At Constantinople, he rested and gathered supplies for the next leg of the journey, including extra spokes, a small bottle of sewing machine oil, “tire cement,” and an extra tire for the rear wheel. In addition, he had a special tent sewn that used the upside-down bicycle as a center pole. Warned repeatedly of the infamous robbers of eastern Turkey, he had 68 dollars in Turkish currency sewn into his pants. When two men attempted to rob him in a remote area near Mount Ararat, Stevens responded by pointing his revolver at their heads. The would-be robbers quickly retreated. A few years later, a young man from Pittsburgh named Frank Lenz would be murdered nearby, two years into his own round-the-world bicycle journey.

After spending the winter in Teheran, Stevens began pedaling east again in the spring. His plan was to enter Russia and make his way across Siberia during the summer to Vladivostok, a port city on the Pacific coast, which lay some 6,000 miles to the east. But at the Persian holy city of Meshed, he learned the Russians would not allow him to cross their border. An alternative route lay in India, but to get there he would have to cross Afghanistan, a dangerous land he had been warned repeatedly to avoid. Seeing no other option, Stevens crossed the Afghan border. He made it as far as the western Afghan city of Farah before he was arrested on suspicion of being a spy and deported to Persia. His land route now completely blocked, Stevens was forced to return to Constantinople by train and boat and travel to India by steamer.
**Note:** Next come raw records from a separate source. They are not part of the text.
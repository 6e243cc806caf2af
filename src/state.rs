//! Position descriptor decoding (`JOYINFOEX`).
//!
//! Decoding happens in two steps:
//! 1. [`PositionReport::decode`] lifts the thirteen raw words out of the buffer.
//! 2. [`DeviceState::from_report`] renames the axes and expands the button
//!    bitmask using the button count cached from the capability descriptor.
//!
//! [`decode_state`] does both. Neither step can fail on a correctly sized buffer.

use crate::axis::{Axis, AxisMap};
use crate::layout::{pos_word, read_u32_at, write_u32_at, PositionBuffer};
use serde::Serialize;

/// `dwPOV` value meaning "hat centered".
pub const POV_CENTERED: u32 = 0xFFFF;

/// Width of the `dwButtons` bitmask.
pub const MASK_BUTTONS: u32 = 32;

/// All thirteen words of a `JOYINFOEX` buffer, unrenamed.
#[derive(Clone, Copy, Debug, Default, PartialEq, Eq, Serialize)]
pub struct PositionReport {
    pub size: u32,
    pub flags: u32,
    pub x: u32,
    pub y: u32,
    pub z: u32,
    pub r: u32,
    pub u: u32,
    pub v: u32,
    pub buttons: u32,
    pub button_number: u32,
    pub pov: u32,
    pub reserved1: u32,
    pub reserved2: u32,
}

impl PositionReport {
    pub fn decode(buffer: &PositionBuffer) -> Self {
        let buf = buffer.as_bytes();
        let word = |w: usize| read_u32_at(buf, pos_word::offset(w));
        Self {
            size: word(pos_word::SIZE),
            flags: word(pos_word::FLAGS),
            x: word(pos_word::X),
            y: word(pos_word::Y),
            z: word(pos_word::Z),
            r: word(pos_word::R),
            u: word(pos_word::U),
            v: word(pos_word::V),
            buttons: word(pos_word::BUTTONS),
            button_number: word(pos_word::BUTTON_NUMBER),
            pov: word(pos_word::POV),
            reserved1: word(pos_word::RESERVED1),
            reserved2: word(pos_word::RESERVED2),
        }
    }

    pub fn encode(&self) -> PositionBuffer {
        let mut out = PositionBuffer::zeroed();
        let words = [
            self.size,
            self.flags,
            self.x,
            self.y,
            self.z,
            self.r,
            self.u,
            self.v,
            self.buttons,
            self.button_number,
            self.pov,
            self.reserved1,
            self.reserved2,
        ];
        for (w, value) in words.into_iter().enumerate() {
            write_u32_at(out.as_bytes_mut(), pos_word::offset(w), value);
        }
        out
    }

    /// Axis words under their canonical names (R→RX, U→RY, V→RZ).
    pub fn axes(&self) -> AxisMap<u32> {
        AxisMap::new([self.x, self.y, self.z, self.r, self.u, self.v])
    }

    pub fn set_axis(&mut self, axis: Axis, value: u32) {
        let slot = match axis {
            Axis::X => &mut self.x,
            Axis::Y => &mut self.y,
            Axis::Z => &mut self.z,
            Axis::RX => &mut self.r,
            Axis::RY => &mut self.u,
            Axis::RZ => &mut self.v,
        };
        *slot = value;
    }
}

/// Live readout of one joystick, produced fresh by every successful poll.
#[derive(Clone, Debug, Default, PartialEq, Eq, Serialize)]
pub struct DeviceState {
    /// Raw axis positions.
    pub axes: AxisMap<u32>,
    /// `buttons[b]` is bit `b` of the raw bitmask.
    pub buttons: Vec<bool>,
    /// Raw POV value; [`POV_CENTERED`] when the hat is released.
    pub pov: u32,
    /// Number of buttons currently pressed, as reported by the driver.
    pub button_number: u32,
    /// `dwFlags` as returned by the driver.
    pub flags: u32,
}

impl DeviceState {
    /// Build the caller-facing state from raw words.
    ///
    /// Exactly `button_count` buttons are exposed. Buttons past the 32-bit
    /// mask have no bit to read and are always `false`.
    pub fn from_report(report: &PositionReport, button_count: u32) -> Self {
        let buttons = (0..button_count)
            .map(|b| b < MASK_BUTTONS && report.buttons & (1u32 << b) != 0)
            .collect();
        Self {
            axes: report.axes(),
            buttons,
            pov: report.pov,
            button_number: report.button_number,
            flags: report.flags,
        }
    }

    pub fn axis(&self, axis: Axis) -> u32 {
        self.axes[axis]
    }

    /// `false` for out-of-range buttons.
    pub fn button(&self, index: usize) -> bool {
        self.buttons.get(index).copied().unwrap_or(false)
    }

    pub fn pov_centered(&self) -> bool {
        self.pov == POV_CENTERED
    }
}

/// Decode a position buffer using the device's cached button count.
pub fn decode_state(buffer: &PositionBuffer, button_count: u32) -> DeviceState {
    DeviceState::from_report(&PositionReport::decode(buffer), button_count)
}

#[cfg(test)]
mod tests {
    use super::*;
    use crate::layout::POSITION_SIZE;

    #[test]
    fn decodes_words_in_buffer_order() {
        let mut raw = [0u8; POSITION_SIZE];
        for w in 0..13u32 {
            let off = w as usize * 4;
            raw[off..off + 4].copy_from_slice(&(w * 1000).to_le_bytes());
        }
        let report = PositionReport::decode(&PositionBuffer(raw));
        assert_eq!(report.size, 0);
        assert_eq!(report.flags, 1000);
        assert_eq!(report.x, 2000);
        assert_eq!(report.v, 7000);
        assert_eq!(report.buttons, 8000);
        assert_eq!(report.button_number, 9000);
        assert_eq!(report.pov, 10000);
        assert_eq!(report.reserved2, 12000);
    }

    #[test]
    fn axes_are_renamed() {
        let report = PositionReport {
            x: 1,
            y: 2,
            z: 3,
            r: 4,
            u: 5,
            v: 6,
            ..PositionReport::default()
        };
        let state = decode_state(&report.encode(), 0);
        assert_eq!(state.axis(Axis::RX), 4);
        assert_eq!(state.axis(Axis::RY), 5);
        assert_eq!(state.axis(Axis::RZ), 6);
    }

    #[test]
    fn buttons_follow_bitmask_up_to_count() {
        let report = PositionReport {
            buttons: 0b1010_0101,
            ..PositionReport::default()
        };
        let state = decode_state(&report.encode(), 4);
        assert_eq!(state.buttons, vec![true, false, true, false]);
        // Bit 5 and 7 are set but beyond the device's button count.
        assert!(!state.button(5));
    }

    #[test]
    fn zero_buttons_yields_empty_list() {
        let report = PositionReport {
            buttons: u32::MAX,
            ..PositionReport::default()
        };
        assert!(decode_state(&report.encode(), 0).buttons.is_empty());
    }

    #[test]
    fn buttons_past_the_mask_are_listed_released() {
        let report = PositionReport {
            buttons: 0x8000_0000,
            ..PositionReport::default()
        };
        let state = decode_state(&report.encode(), 40);
        assert_eq!(state.buttons.len(), 40);
        assert!(state.buttons[31]);
        assert!(!state.buttons[30]);
        assert!(state.buttons[32..].iter().all(|&b| !b));
    }

    #[test]
    fn pov_centered_is_raw_compare() {
        let mut report = PositionReport {
            pov: POV_CENTERED,
            ..PositionReport::default()
        };
        assert!(decode_state(&report.encode(), 0).pov_centered());
        report.pov = 9000;
        let state = decode_state(&report.encode(), 0);
        assert!(!state.pov_centered());
        assert_eq!(state.pov, 9000);
    }
}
The heat of India, which he estimated at 130 degrees in the sun, astonished him. He ditched the U.S. Army helmet he had worn since Nebraska for a pith helmet, noting “in such a temperature … it behooves the discreet Caucasian to dress as carefully for protection against the heat as he would against the frost of an Arctic winter.” After many adventures along India’s legendary Grand Trunk Road — including a stop at the Taj Mahal — Stevens arrived in Calcutta, where he sailed for China. Despite the heat, he later declared that India had been the most enjoyable part of the journey so far.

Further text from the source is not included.